Another instance of conscious distillation of the emotions in the poems was with Decommission, Norton AFB, 1994  poem. It was a long rambling four pages of colliding senses and emotions. I brought it to a workshop and the wonderful facilitator’s suggestion was to write the poem as a letter to Norton AFB. Following her advice brought me to the core of what I was really feeling.  Some of the poems in this collection were new and others were five years in the writing and revising process.

There is a grouping of poems halfway through the book that are about the Inland Empire of your youth, my youth.  The Chino winds, the horseflies, the baked dirt.  South Carolina and San Bernardino County have a lot in common.  That these writings are in this intensely personal book seems to point to how much your surroundings shaped you.
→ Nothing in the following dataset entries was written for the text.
use crate::http::request::{find_header, Method, RawRequest};
use bytes::Bytes;
use std::collections::HashMap;

#[derive(Debug, PartialEq, Eq)]
pub enum ParseError {
    InvalidRequest,
    InvalidHeader,
    InvalidContentLength,
    BodyTooLarge,
    HeadersTooLarge,
    Incomplete,
}

/// Upper bound on the request line plus headers, terminator included.
pub const MAX_HEADER_BYTES: usize = 16 * 1024;

/// Parses one request from the front of `buf`.
///
/// Returns the request and the number of bytes it occupied. A body larger
/// than `max_body` is rejected as soon as the headers are in, before any of
/// it is buffered. A header section longer than [`MAX_HEADER_BYTES`] is
/// rejected even while its terminator has yet to arrive.
pub fn parse_http_request(buf: &[u8], max_body: usize) -> Result<(RawRequest, usize), ParseError> {
    // Look for header/body separator
    let headers_end = match find_headers_end(buf) {
        Some(end) if end + 4 > MAX_HEADER_BYTES => return Err(ParseError::HeadersTooLarge),
        Some(end) => end,
        None if buf.len() > MAX_HEADER_BYTES => return Err(ParseError::HeadersTooLarge),
        None => return Err(ParseError::Incomplete),
    };
    let header_bytes = &buf[..headers_end];
    let body_bytes = &buf[headers_end + 4..];

    let headers_str = std::str::from_utf8(header_bytes).map_err(|_| ParseError::InvalidRequest)?;

    let mut lines = headers_str.split("\r\n");

    // Request line
    let request_line = lines.next().ok_or(ParseError::InvalidRequest)?;
    let mut parts = request_line.split_whitespace();

    let method_str = parts.next().ok_or(ParseError::InvalidRequest)?;
    let target = parts.next().ok_or(ParseError::InvalidRequest)?;
    let version = parts.next().ok_or(ParseError::InvalidRequest)?;

    if !version.starts_with("HTTP/") {
        return Err(ParseError::InvalidRequest);
    }

    let method = Method::parse(method_str);
    let (path, query) = match target.split_once('?') {
        Some((path, query)) => (path, Some(query.to_string())),
        None => (target, None),
    };

    // Headers
    let mut headers = HashMap::new();

    for line in lines {
        if line.is_empty() {
            continue;
        }

        let (key, value) = line.split_once(':').ok_or(ParseError::InvalidHeader)?;

        headers.insert(key.trim().to_string(), value.trim().to_string());
    }

    // Body
    let content_length = find_header(&headers, "Content-Length")
        .map(|v| v.parse::<usize>().map_err(|_| ParseError::InvalidContentLength))
        .transpose()?
        .unwrap_or(0);

    if content_length > max_body {
        return Err(ParseError::BodyTooLarge);
    }

    if body_bytes.len() < content_length {
        return Err(ParseError::Incomplete);
    }

    let body = Bytes::copy_from_slice(&body_bytes[..content_length]);

    let request = RawRequest {
        method,
        path: path.to_string(),
        query,
        version: version.to_string(),
        headers,
        body,
    };

    let total_consumed = headers_end + 4 + content_length;
    Ok((request, total_consumed))
}

fn find_headers_end(buf: &[u8]) -> Option<usize> {
    let window = &buf[..buf.len().min(MAX_HEADER_BYTES + 4)];
    window.windows(4).position(|w| w == b"\r\n\r\n")
}
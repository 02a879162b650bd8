//! HTTP/1.1 transport.
//!
//! This is the plumbing around the dispatch core: it turns bytes into a
//! [`request::RawRequest`], hands it to the [`crate::dispatcher::Dispatcher`]
//! and writes the finished [`response::Response`] back exactly once.
//!
//! - **`connection`**: per-connection request/response state machine
//! - **`parser`**: parses incoming HTTP requests from byte buffers
//! - **`request`**: raw request representation and the method set
//! - **`response`**: finished response and status codes
//! - **`writer`**: serializes and writes responses to the client
//! - **`mime`**: MIME type detection based on file extensions
//!
//! # Connection State Machine
//!
//! ```text
//!        ┌─────────────┐
//!        │   Reading   │ ← Wait for incoming request data
//!        └──────┬──────┘
//!               │ Request received (malformed → 400/413, close)
//!               ▼
//!        ┌──────────────────┐
//!        │   Processing     │ ← Dispatcher runs middleware + handler
//!        └──────┬───────────┘
//!               │ Response finished (fatal error → 500, close)
//!               ▼
//!        ┌──────────────────┐
//!        │    Writing       │ ← Flush status line, headers, body
//!        └──────┬───────────┘
//!               │ Response sent
//!               ├─ Keep-Alive → Reading (same connection)
//!               └─ Close → Closed
//! ```

pub mod connection;
pub mod mime;
pub mod parser;
pub mod request;
pub mod response;
pub mod writer;
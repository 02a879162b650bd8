//! Middleware chain.
//!
//! A chain is the ordered list of steps registered on the [`App`](crate::App),
//! run strictly in that order for every request. Each step gets the request,
//! the response under construction, and a [`Next`] continuation:
//!
//! ```text
//!   step 0 ──next──▶ step 1 ──next──▶ … ──next──▶ route dispatch ─▶ handler
//!      │                │                              │
//!      └─ returns ◀─────┴──────── returns ◀────────────┘
//! ```
//!
//! A step that returns without calling [`Next::run`] ends the chain: no later
//! step and no handler runs, and the response as it stands is what gets
//! flushed. Errors are not caught here; they travel back up to the
//! dispatcher.

pub mod body;
pub mod static_files;

use async_trait::async_trait;

use crate::context::{Request, ResponseContext};
use crate::dispatcher;
use crate::router::Router;

pub use body::BodyParser;
pub use static_files::ServeStatic;

#[async_trait]
pub trait Middleware: Send + Sync {
    async fn handle(
        &self,
        req: &mut Request<'_>,
        res: &mut ResponseContext,
        next: Next<'_>,
    ) -> anyhow::Result<()>;
}

/// The rest of the chain after the current step.
///
/// Holds the remaining steps and the route table that terminates the chain.
/// Consumed by [`Next::run`], so a step can continue at most once.
pub struct Next<'a> {
    chain: &'a [Box<dyn Middleware>],
    router: &'a Router,
}

impl<'a> Next<'a> {
    pub(crate) fn new(chain: &'a [Box<dyn Middleware>], router: &'a Router) -> Self {
        Self { chain, router }
    }

    /// Runs the remaining steps and then the matched handler, returning once
    /// all of them have.
    pub async fn run(self, req: &mut Request<'_>, res: &mut ResponseContext) -> anyhow::Result<()> {
        match self.chain.split_first() {
            Some((step, rest)) => {
                let next = Next {
                    chain: rest,
                    router: self.router,
                };
                step.handle(req, res, next).await
            }
            None => dispatcher::route(self.router, req, res).await,
        }
    }

    /// Number of steps still ahead of the route dispatch.
    pub fn remaining(&self) -> usize {
        self.chain.len()
    }
}
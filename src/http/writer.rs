use tokio::io::{AsyncWrite, AsyncWriteExt};

use crate::http::response::Response;

const HTTP_VERSION: &str = "HTTP/1.1";

/// Serializes a response into its wire form: status line, headers, blank
/// line, body.
pub fn serialize_response(resp: &Response) -> Vec<u8> {
    let mut buf = Vec::with_capacity(128 + resp.body.len());

    // Status line
    let status_line = format!(
        "{} {} {}\r\n",
        HTTP_VERSION,
        resp.status.as_u16(),
        resp.status.reason_phrase()
    );
    buf.extend_from_slice(status_line.as_bytes());

    // Headers
    for (k, v) in &resp.headers {
        buf.extend_from_slice(k.as_bytes());
        buf.extend_from_slice(b": ");
        buf.extend_from_slice(v.as_bytes());
        buf.extend_from_slice(b"\r\n");
    }

    // Header/body separator
    buf.extend_from_slice(b"\r\n");

    // Body
    buf.extend_from_slice(&resp.body);

    buf
}

/// Writes one serialized response, resuming across short writes.
pub struct ResponseWriter {
    buffer: Vec<u8>,
    written: usize,
}

impl ResponseWriter {
    /// With `head_only` set the body is left off the wire while the headers,
    /// Content-Length included, still describe it. Replies to HEAD need this.
    pub fn new(response: &Response, head_only: bool) -> Self {
        let mut buffer = serialize_response(response);
        if head_only {
            buffer.truncate(buffer.len() - response.body.len());
        }

        Self { buffer, written: 0 }
    }

    pub fn is_done(&self) -> bool {
        self.written >= self.buffer.len()
    }

    pub async fn write_to_stream<W>(&mut self, stream: &mut W) -> anyhow::Result<()>
    where
        W: AsyncWrite + Unpin,
    {
        while self.written < self.buffer.len() {
            let n = stream.write(&self.buffer[self.written..]).await?;

            if n == 0 {
                return Err(anyhow::anyhow!("connection closed while writing"));
            }

            self.written += n;
        }

        stream.flush().await?;
        Ok(())
    }
}
#![allow(dead_code)]

use std::sync::atomic::{AtomicUsize, Ordering};
use std::sync::{Arc, Mutex};
use std::time::Duration;

use async_trait::async_trait;

use switchyard::http::request::{Method, RawRequest, RequestBuilder};
use switchyard::{handler_fn, Handler, Middleware, Next, Request, ResponseContext};

pub fn get(target: &str) -> RawRequest {
    RequestBuilder::new().method(Method::GET).path(target).build().unwrap()
}

pub fn post_json(target: &str, body: &str) -> RawRequest {
    RequestBuilder::new()
        .method(Method::POST)
        .path(target)
        .header("Content-Type", "application/json")
        .header("Content-Length", body.len().to_string())
        .body(body.as_bytes().to_vec())
        .build()
        .unwrap()
}

/// Handler that sends `body` and counts its invocations.
pub fn counting(body: &'static str, hits: Arc<AtomicUsize>) -> impl Handler {
    handler_fn(move |_req, res| {
        hits.fetch_add(1, Ordering::SeqCst);
        res.send(body);
        Ok(())
    })
}

pub type Log = Arc<Mutex<Vec<String>>>;

pub fn log() -> Log {
    Arc::new(Mutex::new(Vec::new()))
}

pub fn entries(log: &Log) -> Vec<String> {
    log.lock().unwrap().clone()
}

/// Sets a header and continues.
pub struct SetHeader(pub &'static str, pub &'static str);

#[async_trait]
impl Middleware for SetHeader {
    async fn handle(&self, req: &mut Request<'_>, res: &mut ResponseContext, next: Next<'_>) -> anyhow::Result<()> {
        res.set_header(self.0, self.1);
        next.run(req, res).await
    }
}

/// Answers 401 without continuing.
pub struct Deny;

#[async_trait]
impl Middleware for Deny {
    async fn handle(&self, _req: &mut Request<'_>, res: &mut ResponseContext, _next: Next<'_>) -> anyhow::Result<()> {
        res.status(401).send("no");
        Ok(())
    }
}

/// Records entry and exit around the rest of the chain, optionally sleeping first.
pub struct Trace {
    pub name: &'static str,
    pub log: Log,
    pub delay: Option<Duration>,
}

#[async_trait]
impl Middleware for Trace {
    async fn handle(&self, req: &mut Request<'_>, res: &mut ResponseContext, next: Next<'_>) -> anyhow::Result<()> {
        if let Some(delay) = self.delay {
            tokio::time::sleep(delay).await;
        }
        self.log.lock().unwrap().push(format!("{}:enter", self.name));
        next.run(req, res).await?;
        self.log.lock().unwrap().push(format!("{}:exit", self.name));
        Ok(())
    }
}

/// Fails the request.
pub struct Explode;

#[async_trait]
impl Middleware for Explode {
    async fn handle(&self, _req: &mut Request<'_>, _res: &mut ResponseContext, _next: Next<'_>) -> anyhow::Result<()> {
        Err(anyhow::anyhow!("middleware exploded"))
    }
}
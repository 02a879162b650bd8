//! Switchyard - request dispatch for a small HTTP server
//!
//! Routes requests to registered handlers through an ordered middleware
//! chain, buffering each response until a single flush.

pub mod app;
pub mod config;
pub mod context;
pub mod dispatcher;
pub mod http;
pub mod middleware;
pub mod router;
pub mod server;
pub mod templates;

pub use app::App;
pub use context::{Body, Request, ResponseContext};
pub use dispatcher::Dispatcher;
pub use http::request::Method;
pub use middleware::{Middleware, Next};
pub use router::{handler_fn, Handler, Router};
use bytes::Bytes;
use std::collections::HashMap;

/// HTTP request methods.
///
/// The seven standard verbs are the only ones routes can be registered for.
/// Anything else the client sends is carried as `Extension` and simply never
/// matches a route.
#[derive(Debug, Clone, PartialEq, Eq, Hash)]
pub enum Method {
    /// GET - Retrieve a resource
    GET,
    /// POST - Create or submit data
    POST,
    /// PUT - Replace a resource
    PUT,
    /// DELETE - Delete a resource
    DELETE,
    /// HEAD - Like GET but without the response body
    HEAD,
    /// OPTIONS - Describe communication options
    OPTIONS,
    /// PATCH - Partial modification of a resource
    PATCH,
    /// Any other token sent on the request line
    Extension(String),
}

impl Method {
    /// Parses one of the supported HTTP methods from a string.
    ///
    /// # Returns
    ///
    /// `Some(Method)` if the string is a supported method, `None` otherwise.
    ///
    /// # Example
    ///
    /// ```
    /// # use switchyard::http::request::Method;
    /// assert_eq!(Method::from_str("GET"), Some(Method::GET));
    /// assert_eq!(Method::from_str("get"), None);
    /// ```
    #[allow(clippy::should_implement_trait)]
    pub fn from_str(s: &str) -> Option<Self> {
        match s {
            "GET" => Some(Method::GET),
            "POST" => Some(Method::POST),
            "PUT" => Some(Method::PUT),
            "DELETE" => Some(Method::DELETE),
            "HEAD" => Some(Method::HEAD),
            "OPTIONS" => Some(Method::OPTIONS),
            "PATCH" => Some(Method::PATCH),
            _ => None,
        }
    }

    /// Like [`Method::from_str`], but keeps unknown tokens as `Extension`.
    pub fn parse(s: &str) -> Self {
        Self::from_str(s).unwrap_or_else(|| Method::Extension(s.to_string()))
    }

    /// Whether routes can be registered for this method.
    pub fn is_supported(&self) -> bool {
        !matches!(self, Method::Extension(_))
    }

    /// Safe methods carry no request body worth parsing.
    pub fn is_safe(&self) -> bool {
        matches!(self, Method::GET | Method::HEAD | Method::OPTIONS)
    }

    pub fn as_str(&self) -> &str {
        match self {
            Method::GET => "GET",
            Method::POST => "POST",
            Method::PUT => "PUT",
            Method::DELETE => "DELETE",
            Method::HEAD => "HEAD",
            Method::OPTIONS => "OPTIONS",
            Method::PATCH => "PATCH",
            Method::Extension(s) => s,
        }
    }
}

impl std::fmt::Display for Method {
    fn fmt(&self, f: &mut std::fmt::Formatter<'_>) -> std::fmt::Result {
        f.write_str(self.as_str())
    }
}

/// A request as read off the wire by the transport.
///
/// The connection owns this value for the lifetime of one request; the
/// dispatcher only ever borrows it.
#[derive(Debug, Clone)]
pub struct RawRequest {
    /// The HTTP method (GET, POST, etc.)
    pub method: Method,
    /// The request path without the query string (e.g., "/users/42")
    pub path: String,
    /// The raw query string, without the leading `?`
    pub query: Option<String>,
    /// HTTP version (typically "HTTP/1.1")
    pub version: String,
    /// Request headers as key-value pairs
    pub headers: HashMap<String, String>,
    /// Request body exactly as received
    pub body: Bytes,
}

/// Builder for constructing RawRequest objects.
#[derive(Default)]
pub struct RequestBuilder {
    method: Option<Method>,
    path: Option<String>,
    query: Option<String>,
    version: Option<String>,
    headers: HashMap<String, String>,
    body: Bytes,
}

impl RequestBuilder {
    pub fn new() -> Self {
        Self::default()
    }

    pub fn method(mut self, method: Method) -> Self {
        self.method = Some(method);
        self
    }

    /// Sets the request target. Anything after `?` becomes the query string.
    pub fn path(mut self, target: impl Into<String>) -> Self {
        let target = target.into();
        match target.split_once('?') {
            Some((path, query)) => {
                self.path = Some(path.to_string());
                self.query = Some(query.to_string());
            }
            None => {
                self.path = Some(target);
                self.query = None;
            }
        }
        self
    }

    pub fn version(mut self, version: impl Into<String>) -> Self {
        self.version = Some(version.into());
        self
    }

    pub fn header(mut self, key: impl Into<String>, value: impl Into<String>) -> Self {
        self.headers.insert(key.into(), value.into());
        self
    }

    pub fn body(mut self, body: impl Into<Bytes>) -> Self {
        self.body = body.into();
        self
    }

    pub fn build(self) -> Result<RawRequest, &'static str> {
        Ok(RawRequest {
            method: self.method.ok_or("method missing")?,
            path: self.path.ok_or("path missing")?,
            query: self.query,
            version: self.version.unwrap_or_else(|| "HTTP/1.1".to_string()),
            headers: self.headers,
            body: self.body,
        })
    }
}

/// Case-insensitive header lookup shared by the raw request and the parser.
pub(crate) fn find_header<'a>(headers: &'a HashMap<String, String>, key: &str) -> Option<&'a str> {
    headers
        .iter()
        .find(|(k, _)| k.eq_ignore_ascii_case(key))
        .map(|(_, v)| v.as_str())
}

impl RawRequest {
    /// Retrieves a header value by name, ignoring ASCII case.
    pub fn header(&self, key: &str) -> Option<&str> {
        find_header(&self.headers, key)
    }

    /// Retrieves the Content-Length header value and parses it as a usize.
    ///
    /// Returns 0 if the header is missing or not a valid number.
    pub fn content_length(&self) -> usize {
        self.header("Content-Length")
            .and_then(|v| v.parse().ok())
            .unwrap_or(0)
    }

    /// Determines whether the connection should remain open after the response.
    ///
    /// HTTP/1.1 defaults to keep-alive; HTTP/1.0 has to ask for it.
    pub fn keep_alive(&self) -> bool {
        match self.header("Connection") {
            Some(v) if v.eq_ignore_ascii_case("close") => false,
            Some(v) if v.eq_ignore_ascii_case("keep-alive") => true,
            _ => self.version != "HTTP/1.0",
        }
    }
}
Yes, I do believe that the rituals we adopt as part of our way of seeing and navigating our surroundings is based on where we live and they become a part of who we are. For certain, it is the setting of all of our personal narrative.  For example, because my father was in the military, Norton Air Force Base wasn’t just a place of economic stability for San Bernardino, but for our family. When my father died, the air force base was a constant that I, like many residents, thought we could rely on.

When we talk about images of black children and women in stories and movies, the last thing that comes to mind for many people is not the life of someone who lives in a middle-class home next to a farm but this was my lived experience. It is not glamorous nor profane, it is not urban-dangerous, edgy or sexy. My memory of place and the  everydayness of hopes, disappointments, and searing boredom are part of my life’s snapshots.

Religion and magic are given equal time in your book filled with minor or missed miracles, resurrections, performers on stage with wands, wizards behind glass withholding sealed documents of origin and the dissection of a couple of disappearing acts. You do not fall on the side of one or the other but utilize the attributes of each of them in the place of loss. Could you speak to that?

I love this observation because faith and hope are so much a part of our existence, whether we are Christian, Catholic, Jewish… As we know, life is a series of choices and walking through or running from their consequences and the residual effects. Things happen, either by choice or design and oftentimes, there is very little we can do to change or control it. The opening poem asks, “What’s Your Story?”. Our stories are embedded in our faith in and hopes for and being able to even speak to the event or events, requires perseverance and sometimes a reframing of our experiences to support our perceptions, real or imagined.

Inside a Burning Building is one of the last poems in the book written during the full bloom of Covid-19.  Like other good writing, this poem could be about any mental or physical malady.  There is a striking final stanza that relates to your life in the poem about imploring a friend to write, suggesting that writing is life.  You have dedicated your adult life to teaching, to other writers, and the writing that you do.  Can you give advice to young writers about how to find their unique voice?

That is an interesting question. I am often asked what advice I can give to young writers and I really want to say that any advice about writing could actually be shared with writers of any age. Writing is one of the few things that we can do at any age. So, I offer the same advice to young and old: read for enjoyment, write honestly, and go to workshops so you can be around others who enjoy writing, receive prompts, and feedback.

The person I wrote that poem for was a writing workshop participant in her 60’s who was just starting her personal creative writing journey. So, my best advice is to start writing and keep writing. Know that it can help you discover what you feel and can help you add meaning to your life and the lives of your readers.